I was ready for my Brandy Alexander and a big Italian meal. My bosom, spilling out of my bustier, was feeling like it had moved in with my larynx. Sauntering over to the bar, I found my spot and made myself at home…no way was I heading back to the hotel and the stoic glare of the faux Batman. And just as my gargantuan plate of spaghetti was brought to me, I turn and see him making a beeline for the bar and cozying up next to me. Out of the bathroom and into my 305 kind of world, the polar vortex had graciously brought forth Mr. Big. No really, as in Chris Noth. As in Mr. Freakin’ Big from Sex And The City. There he was, in the flesh. Right out of one of the episodes, charming the pants and skirts off of everyone within his radius — and all I could think about was getting my hands on a cannoli.
That night was spent hearing Mr. Big turn out Sinatra and Dino ditties from a cheap microphone in a tiny hole-in-the-wall, as he delivered the best jokes and winked wickedly. In the interim, I pinched myself ever so often just to make sure I wasn’t dreaming this, all the while gorging on 5 pounds of pasta. Now, in my elegant hotel room, I see those 5 pounds, in all their glory, in my reflection.
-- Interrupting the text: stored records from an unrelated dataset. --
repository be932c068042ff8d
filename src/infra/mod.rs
// src/infra/mod.rs — Infrastructure: config, errors, logging, paths

pub mod config;
pub mod errors;
pub mod logger;
pub mod paths;
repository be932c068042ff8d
// src/workflow/actions.rs — Status-dependent booking actions

use crate::api::types::BookingStatus;

#[derive(Debug, Clone, Copy, PartialEq, Eq)]
pub enum BookingAction {
    Pay,
    Cancel,
}

impl std::fmt::Display for BookingAction {
    fn fmt(&self, f: &mut std::fmt::Formatter<'_>) -> std::fmt::Result {
        match self {
            BookingAction::Pay => f.write_str("Pay"),
            BookingAction::Cancel => f.write_str("Cancel"),
        }
    }
}

/// Available actions are a pure function of status, recomputed on every
/// list refresh — never cached independently of it.
pub fn actions_for(status: BookingStatus) -> &'static [BookingAction] {
    match status {
        BookingStatus::Pending => &[BookingAction::Pay, BookingAction::Cancel],
        BookingStatus::Confirmed => &[BookingAction::Cancel],
        BookingStatus::Cancelled | BookingStatus::Completed => &[],
    }
}
// src/workflow/availability.rs — Last-query-wins slot tracking
//
// No transport-level cancellation exists: a superseded query is
// neutralized by discarding its response. Each dispatch gets a ticket
// carrying a monotonically increasing sequence number plus the selection
// key it was issued under; a response is applied only when both still
// match the tracker's current state.

use crate::api::types::TimeSlot;
use crate::workflow::selection::SelectionKey;

#[derive(Debug, Clone)]
pub struct QueryTicket {
    seq: u64,
    key: SelectionKey,
}

#[derive(Debug, Default)]
pub struct AvailabilityTracker {
    next_seq: u64,
    latest_seq: Option<u64>,
    active_key: Option<SelectionKey>,
    slots: Vec<TimeSlot>,
    /// Distinguishes "no availability" (a query returned empty) from
    /// "not queried yet".
    resolved: bool,
}

impl AvailabilityTracker {
    pub fn new() -> Self {
        Self::default()
    }

    /// Register a new query dispatch. Supersedes every ticket issued before.
    pub fn begin(&mut self, key: SelectionKey) -> QueryTicket {
        self.next_seq += 1;
        self.latest_seq = Some(self.next_seq);
        self.active_key = Some(key.clone());
        QueryTicket {
            seq: self.next_seq,
            key,
        }
    }

    /// Apply a response. Returns false (and changes nothing) when the
    /// ticket is stale — superseded by a newer query or issued under a
    /// selection that has since changed.
    pub fn apply(&mut self, ticket: &QueryTicket, slots: Vec<TimeSlot>) -> bool {
        if self.latest_seq != Some(ticket.seq) || self.active_key.as_ref() != Some(&ticket.key) {
            return false;
        }
        self.slots = slots;
        self.resolved = true;
        true
    }

    /// Drop the rendered slot set; called when the selection changes so
    /// no in-flight response can land against the old choice.
    pub fn invalidate(&mut self) {
        self.latest_seq = None;
        self.active_key = None;
        self.slots.clear();
        self.resolved = false;
    }

    pub fn slots(&self) -> &[TimeSlot] {
        &self.slots
    }

    /// True once a query for the current selection has completed, even
    /// with zero slots.
    pub fn is_resolved(&self) -> bool {
        self.resolved
    }
}

#[cfg(test)]
mod tests {
    use super::*;
    use chrono::{NaiveDate, TimeZone, Utc};

    fn key(service_id: i64, day: u32) -> SelectionKey {
        SelectionKey {
            service_id,
            stylist_id: Some(2),
            date: NaiveDate::from_ymd_opt(2024, 6, day).unwrap(),
        }
    }

    fn slots(n: usize) -> Vec<TimeSlot> {
        (0..n)
            .map(|i| TimeSlot {
                start_time: Utc.with_ymd_and_hms(2024, 6, 1, 9 + i as u32, 0, 0).unwrap(),
                end_time: Utc.with_ymd_and_hms(2024, 6, 1, 9 + i as u32, 30, 0).unwrap(),
                stylist_id: Some(2),
            })
            .collect()
    }

    #[test]
    fn fresh_response_is_applied() {
        let mut tracker = AvailabilityTracker::new();
        let ticket = tracker.begin(key(1, 1));
        assert!(tracker.apply(&ticket, slots(3)));
        assert_eq!(tracker.slots().len(), 3);
        assert!(tracker.is_resolved());
    }

    #[test]
    fn superseded_response_is_discarded() {
        let mut tracker = AvailabilityTracker::new();
        let old_ticket = tracker.begin(key(1, 1));
        let new_ticket = tracker.begin(key(1, 2));

        // Newer query resolves first.
        assert!(tracker.apply(&new_ticket, slots(2)));
        // The stale response must not overwrite the newer one.
        assert!(!tracker.apply(&old_ticket, slots(5)));
        assert_eq!(tracker.slots().len(), 2);
    }

    #[test]
    fn response_after_invalidation_is_discarded() {
        let mut tracker = AvailabilityTracker::new();
        let ticket = tracker.begin(key(1, 1));
        tracker.invalidate();
        assert!(!tracker.apply(&ticket, slots(3)));
        assert!(tracker.slots().is_empty());
        assert!(!tracker.is_resolved());
    }

    #[test]
    fn empty_result_still_counts_as_resolved() {
        let mut tracker = AvailabilityTracker::new();
        let ticket = tracker.begin(key(1, 1));
        assert!(tracker.apply(&ticket, vec![]));
        assert!(tracker.slots().is_empty());
        assert!(tracker.is_resolved(), "no availability is not the same as not queried");
    }
}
Observing just how Cuban I am in the mirror, I realize how much an individual’s surrounding — the environment, the feel of a place, even the climate influences their body, state of mind and all-around wellness. At this point, I’d been in Gotham for the past 3 days and it was noticeable. The cold weather, the layered clothing, the excitement of being on assignment, the snow that turns to slush. My soul cries out for warmth, but mostly for liquor and cheese. Give me your gouda, your provolone, your camembert. I’ve been possessed by BeelzeCarb, and there’s no turning back. How can I possibly stay within my wellness zone? I can’t and I finally arrive at the conclusion — it’s okay.
It’s okay to fall off the wagon and enjoy things you would not be caught dead eating day-to-day. It’s common sense that if you ingest sugar early on in the day, your insulin level will spike, creating an instantaneous euphoria that quickly leads to a plummeting low. We’re all aware that comfort foods are fattening, but hey, they are also comforting — and that’s really all that should matter.
Who hasn’t heard the sob and unfortunate story of some poor soul who lived the healthiest life on earth and died unexpectedly of cancer or some sudden illness? Let’s stop beating ourselves up about it, so we fall off the wagon — I jumped off headfirst in New York, but now back in Miami, I’m on the wagon again. And that’s life; we have to take it in stride. One bite and gulp at a time, savoring each morsel as if it were our last, because this is our life. To be well, is to live now. And hey, now that I think about it, I never got my hands on that darn cannoli.